> [What the task asks]:
Using the listing below, report each line holding the string "space".
________
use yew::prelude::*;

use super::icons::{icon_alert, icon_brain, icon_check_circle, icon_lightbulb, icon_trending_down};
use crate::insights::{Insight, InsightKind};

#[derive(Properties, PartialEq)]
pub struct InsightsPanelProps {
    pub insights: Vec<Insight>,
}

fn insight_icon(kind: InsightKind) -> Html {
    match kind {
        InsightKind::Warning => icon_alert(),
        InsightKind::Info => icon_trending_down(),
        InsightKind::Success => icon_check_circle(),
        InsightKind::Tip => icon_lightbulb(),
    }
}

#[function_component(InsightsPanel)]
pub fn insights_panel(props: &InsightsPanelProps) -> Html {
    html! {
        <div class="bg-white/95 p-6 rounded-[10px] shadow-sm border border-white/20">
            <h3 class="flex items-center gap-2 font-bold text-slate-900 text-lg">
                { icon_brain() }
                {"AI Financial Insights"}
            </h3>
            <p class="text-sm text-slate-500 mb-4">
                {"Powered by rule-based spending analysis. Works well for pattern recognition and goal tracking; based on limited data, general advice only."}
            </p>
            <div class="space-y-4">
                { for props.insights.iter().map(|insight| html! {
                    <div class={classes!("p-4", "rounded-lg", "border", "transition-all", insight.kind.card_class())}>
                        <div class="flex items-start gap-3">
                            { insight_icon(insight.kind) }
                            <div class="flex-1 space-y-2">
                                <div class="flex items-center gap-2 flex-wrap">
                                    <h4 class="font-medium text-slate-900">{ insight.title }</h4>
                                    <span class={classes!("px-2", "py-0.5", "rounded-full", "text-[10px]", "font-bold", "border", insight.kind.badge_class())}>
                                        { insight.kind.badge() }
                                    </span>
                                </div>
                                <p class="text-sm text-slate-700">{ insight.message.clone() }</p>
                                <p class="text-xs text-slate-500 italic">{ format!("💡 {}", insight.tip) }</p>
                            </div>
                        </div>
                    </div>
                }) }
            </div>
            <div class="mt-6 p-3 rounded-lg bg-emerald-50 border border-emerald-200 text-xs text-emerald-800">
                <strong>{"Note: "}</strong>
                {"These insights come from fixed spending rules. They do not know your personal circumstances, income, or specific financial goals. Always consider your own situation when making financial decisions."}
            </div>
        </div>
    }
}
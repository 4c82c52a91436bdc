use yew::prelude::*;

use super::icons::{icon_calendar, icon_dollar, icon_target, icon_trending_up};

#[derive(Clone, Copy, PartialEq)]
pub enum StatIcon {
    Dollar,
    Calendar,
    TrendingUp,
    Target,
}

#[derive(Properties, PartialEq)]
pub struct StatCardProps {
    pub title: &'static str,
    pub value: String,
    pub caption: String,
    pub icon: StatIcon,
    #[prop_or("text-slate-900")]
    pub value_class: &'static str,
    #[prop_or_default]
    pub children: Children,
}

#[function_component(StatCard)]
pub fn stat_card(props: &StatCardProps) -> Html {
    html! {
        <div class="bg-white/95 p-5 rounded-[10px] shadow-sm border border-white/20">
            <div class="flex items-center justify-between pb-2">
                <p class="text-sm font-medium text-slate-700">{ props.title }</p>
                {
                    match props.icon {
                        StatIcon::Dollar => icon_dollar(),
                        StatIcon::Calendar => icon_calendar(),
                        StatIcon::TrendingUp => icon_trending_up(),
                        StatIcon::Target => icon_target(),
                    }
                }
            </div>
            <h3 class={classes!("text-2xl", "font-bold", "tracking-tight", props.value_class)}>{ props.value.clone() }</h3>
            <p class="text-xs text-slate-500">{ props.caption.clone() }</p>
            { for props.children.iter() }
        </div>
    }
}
________
> [Answer]:
            <div class="space-y-4">
                            <div class="flex-1 space-y-2">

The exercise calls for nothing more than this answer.